Black Lives Matter cofounder launches biggest survey of the black population “after Reconstruction”

Impact

Alicia Garza, cofounder of the Black Lives Matter movement, said she is beginning a new chapter of her groundbreaking work in the modern struggle for black liberation.

In an announcement Monday, Garza formally launched the Black Futures Lab, a broad effort to engage black people, legislators and grassroots organizations working to build political power and enact policies that make black communities stronger.

The lab’s first major undertaking will be a national data collection effort that Garza is calling the Black Census Project. It will attempt to methodologically survey tens of thousands of black people in nearly two dozen states on issues that disproportionately affect them, according to the announcement.
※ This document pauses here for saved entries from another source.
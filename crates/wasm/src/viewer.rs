//! `ManualViewer`: the JavaScript entry point.
//!
//! The page loads repository files into the viewer's resource store, then asks
//! for entries. Entries come back fully paginated and rendered to HTML.

use crate::error::ViewerError;
use crate::resources::WasmResourceProvider;
use crate::types::{AnchorPage, RenderedEntry};
use folio_core::{
    BranchId, DEFAULT_LANGUAGE, EmbeddedResolver, EntryBuilder, EntryData, EntryDocument,
    EntryKey, LanguageId, LinkSink, ManualError, PageGeometry, PageSequence, RepositoryPaths,
    Translator,
};
use folio_idf::ContentNode;
use folio_render::{HtmlRenderer, ViewState};
use folio_resource::{MemoizingCache, ProviderFetcher};
use folio_traits::ContentCache;
use std::cell::RefCell;
use std::sync::{Arc, Mutex};
use wasm_bindgen::prelude::*;
use wasm_bindgen_futures::future_to_promise;

const DEFAULT_BRANCH: &str = "1.20.1";

/// Collects link targets in first-seen order.
#[derive(Debug, Default)]
struct LinkCollector(Mutex<Vec<EntryKey>>);

impl LinkCollector {
    fn keys(&self) -> Vec<String> {
        self.0
            .lock()
            .map(|keys| keys.iter().map(|k| k.as_str().to_string()).collect())
            .unwrap_or_default()
    }
}

impl LinkSink for LinkCollector {
    fn request_entry(&self, key: &EntryKey) {
        if let Ok(mut keys) = self.0.lock() {
            if !keys.contains(key) {
                keys.push(key.clone());
            }
        }
    }
}

/// Renders manual entries from resources held in memory.
///
/// # Example
///
/// ```javascript
/// const viewer = new ManualViewer(null, "1.20.1", "en_us");
/// await viewer.addResourceFromUrl(viewer.entryTextUrl("hammer"));
/// await viewer.addResourceFromUrl(viewer.entryDataUrl("hammer"));
/// const entry = await viewer.renderStoredEntry("hammer");
/// document.querySelector(".page").innerHTML = entry.pages[0];
/// ```
#[wasm_bindgen]
pub struct ManualViewer {
    resources: WasmResourceProvider,
    paths: RepositoryPaths,
    branch: BranchId,
    language: LanguageId,
    geometry: PageGeometry,
    translator: Arc<Translator>,
    cache: RefCell<Arc<MemoizingCache>>,
}

#[wasm_bindgen]
impl ManualViewer {
    /// Create a viewer for one branch and language.
    ///
    /// `repository_url` defaults to the public GitHub raw content base.
    #[wasm_bindgen(constructor)]
    pub fn new(
        repository_url: Option<String>,
        branch: Option<String>,
        language: Option<String>,
    ) -> ManualViewer {
        let resources = WasmResourceProvider::new();
        let cache = Arc::new(Self::fresh_cache(&resources));
        ManualViewer {
            resources,
            paths: repository_url
                .map(RepositoryPaths::new)
                .unwrap_or_default(),
            branch: BranchId::new(branch.unwrap_or_else(|| DEFAULT_BRANCH.to_string())),
            language: LanguageId::new(language.unwrap_or_else(|| DEFAULT_LANGUAGE.to_string())),
            geometry: PageGeometry::default(),
            translator: Arc::new(Translator::new()),
            cache: RefCell::new(cache),
        }
    }

    /// Override the page size in lines and characters per line.
    #[wasm_bindgen(js_name = withPageSize)]
    pub fn with_page_size(
        mut self,
        lines_per_page: usize,
        chars_per_line: usize,
    ) -> Result<ManualViewer, JsValue> {
        self.geometry =
            PageGeometry::new(lines_per_page, chars_per_line).map_err(ViewerError::from)?;
        Ok(self)
    }

    /// The resource store backing this viewer.
    #[wasm_bindgen(getter)]
    pub fn resources(&self) -> WasmResourceProvider {
        self.resources.clone()
    }

    #[wasm_bindgen(js_name = addResource)]
    pub fn add_resource(&self, url: &str, data: &[u8]) -> Result<(), JsValue> {
        self.resources.add_resource(url, data)?;
        self.reset_cache();
        Ok(())
    }

    #[wasm_bindgen(js_name = addText)]
    pub fn add_text(&self, url: &str, text: &str) -> Result<(), JsValue> {
        self.resources.add_text(url, text)?;
        self.reset_cache();
        Ok(())
    }

    /// Fetch `url` and keep its body. Resolves to the number of bytes stored.
    #[wasm_bindgen(js_name = addResourceFromUrl)]
    pub fn add_resource_from_url(&self, url: String) -> js_sys::Promise {
        let resources = self.resources.clone();
        // Failures cached before this resource arrived must not stick.
        self.reset_cache();
        future_to_promise(async move {
            let len = resources.fetch_into(&url).await?;
            Ok(JsValue::from(len as u32))
        })
    }

    /// Forget cached fetch results. Needed after changing resources directly
    /// through the `resources` handle.
    #[wasm_bindgen(js_name = resetCache)]
    pub fn reset_cache(&self) {
        let fresh = Arc::new(Self::fresh_cache(&self.resources));
        self.cache.replace(fresh);
    }

    /// Merge a language file's `{key: value}` pairs into the translation table.
    #[wasm_bindgen(js_name = loadTranslations)]
    pub fn load_translations(&self, json: &str) -> Result<usize, JsValue> {
        let file: serde_json::Value = serde_json::from_str(json).map_err(ViewerError::from)?;
        Ok(self.translator.add_translations_json(&file))
    }

    #[wasm_bindgen]
    pub fn translate(&self, key: &str) -> String {
        folio_core::Translate::translate(self.translator.as_ref(), key, &[])
    }

    #[wasm_bindgen(js_name = entryTextUrl)]
    pub fn entry_text_url(&self, key: &str) -> String {
        self.paths.entry_text(&self.branch, &self.language, key)
    }

    #[wasm_bindgen(js_name = entryDataUrl)]
    pub fn entry_data_url(&self, key: &str) -> String {
        self.paths.entry_data(&self.branch, key)
    }

    #[wasm_bindgen(js_name = langFileUrl)]
    pub fn lang_file_url(&self) -> String {
        self.paths.lang_file(&self.branch, &self.language)
    }

    /// Paginate and render entry text the caller already holds.
    ///
    /// `data_json` is the entry's `{anchor: descriptor}` object, if any.
    /// Resolves to `{ key, title, subtitle, pages, anchors, links }`.
    #[wasm_bindgen(js_name = renderEntry)]
    pub fn render_entry(
        &self,
        key: String,
        text: String,
        data_json: Option<String>,
    ) -> Result<js_sys::Promise, JsValue> {
        let data = match data_json.as_deref() {
            Some(json) => EntryData::from_value(
                serde_json::from_str(json).map_err(ViewerError::from)?,
            ),
            None => EntryData::default(),
        };
        let document = EntryDocument::parse(EntryKey::new(key), &text, data);
        let job = self.job();
        Ok(future_to_promise(async move {
            let rendered = job.render(&document).await;
            Ok(serde_wasm_bindgen::to_value(&rendered)?)
        }))
    }

    /// Paginate and render an entry from the resource store.
    ///
    /// Text in the viewer's language falls back to `en_us`; missing entry data
    /// means the entry has no anchors.
    #[wasm_bindgen(js_name = renderStoredEntry)]
    pub fn render_stored_entry(&self, key: String) -> js_sys::Promise {
        let job = self.job();
        future_to_promise(async move {
            let key = EntryKey::new(key);
            let document = job.load_document(&key).await.map_err(ViewerError::from)?;
            let rendered = job.render(&document).await;
            Ok(serde_wasm_bindgen::to_value(&rendered)?)
        })
    }
}

impl ManualViewer {
    fn fresh_cache(resources: &WasmResourceProvider) -> MemoizingCache {
        MemoizingCache::new(Arc::new(ProviderFetcher::new(
            resources.as_resource_provider(),
        )))
    }

    fn job(&self) -> RenderJob {
        RenderJob {
            cache: self.cache.borrow().clone(),
            paths: self.paths.clone(),
            branch: self.branch.clone(),
            language: self.language.clone(),
            geometry: self.geometry,
            translator: self.translator.clone(),
        }
    }
}

/// Everything one render needs, detached from the viewer so it can move into a promise.
struct RenderJob {
    cache: Arc<MemoizingCache>,
    paths: RepositoryPaths,
    branch: BranchId,
    language: LanguageId,
    geometry: PageGeometry,
    translator: Arc<Translator>,
}

impl RenderJob {
    async fn fetch_text(&self, url: &str) -> Result<String, ManualError> {
        let bytes = self.cache.get_or_fetch(url).await?;
        Ok(String::from_utf8_lossy(&bytes).into_owned())
    }

    async fn load_document(&self, key: &EntryKey) -> Result<EntryDocument, ManualError> {
        let data = match self
            .fetch_text(&self.paths.entry_data(&self.branch, key.as_str()))
            .await
        {
            Ok(json) => EntryData::from_value(serde_json::from_str(&json)?),
            Err(_) => EntryData::default(),
        };

        let text_url = self.paths.entry_text(&self.branch, &self.language, key.as_str());
        let text = match self.fetch_text(&text_url).await {
            Ok(text) => text,
            Err(e) if self.language.as_str() != DEFAULT_LANGUAGE => {
                log::debug!("No {} text for '{}' ({}), using {}", self.language, key, e, DEFAULT_LANGUAGE);
                let fallback = LanguageId::new(DEFAULT_LANGUAGE);
                self.fetch_text(&self.paths.entry_text(&self.branch, &fallback, key.as_str()))
                    .await
                    .map_err(|_| ManualError::EntryNotFound(key.to_string()))?
            }
            Err(_) => return Err(ManualError::EntryNotFound(key.to_string())),
        };

        Ok(EntryDocument::parse(key.clone(), &text, data))
    }

    async fn render(&self, document: &EntryDocument) -> RenderedEntry {
        let links = Arc::new(LinkCollector::default());
        let resolver = EmbeddedResolver::new(
            self.cache.clone(),
            self.paths.clone(),
            self.translator.clone(),
        );
        let builder = EntryBuilder::new(Arc::new(resolver), links.clone())
            .with_geometry(self.geometry);
        let pages = builder
            .build_document(document, &self.branch, &self.language)
            .await;

        let state = ViewState::new();
        let renderer = HtmlRenderer::new(self.translator.as_ref(), &state);
        RenderedEntry {
            key: document.key.to_string(),
            title: document.title.clone(),
            subtitle: document.subtitle.clone(),
            pages: pages.iter().map(|page| renderer.render_page(page)).collect(),
            anchors: anchor_pages(&pages),
            links: links.keys(),
        }
    }
}

fn anchor_pages(pages: &PageSequence) -> Vec<AnchorPage> {
    pages
        .iter()
        .enumerate()
        .flat_map(|(index, page)| {
            page.nodes()
                .iter()
                .filter_map(ContentNode::as_anchor)
                .map(move |anchor| AnchorPage {
                    name: anchor.key(),
                    page: index,
                })
        })
        .collect()
}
If successful, the census effort could be a game changer for organizers, academics and journalists; the federal government’s data sets on race, socioeconomic and civil rights issues can be spotty, out of step with current trends and missing certain marginal black demographics entirely. The Black Census Project aims to cast a wider net than similar previous efforts, Garza said.

“We are really excited about what we feel is a really historical moment,” Garza said in a phone interview with Mic. “We are trying to break the mold, so that we can shape agendas that really respond to the conditions in our communities.”

Through an online survey and door-knocking operation, the Black Census Project wants to hear directly from 200,000 black Americans about issues of generational oppression, mass incarceration, police violence and inequities in access to health care and employment, the announcement stated. The survey will target 20 states and the District of Columbia, chosen for their concentration of black Americans, black LGBT communities and black immigrants, among other black demographics, Garza said.

The hope is that a 200,000 sample size will ensure a data set that is representative of the diversity within in black America, she added.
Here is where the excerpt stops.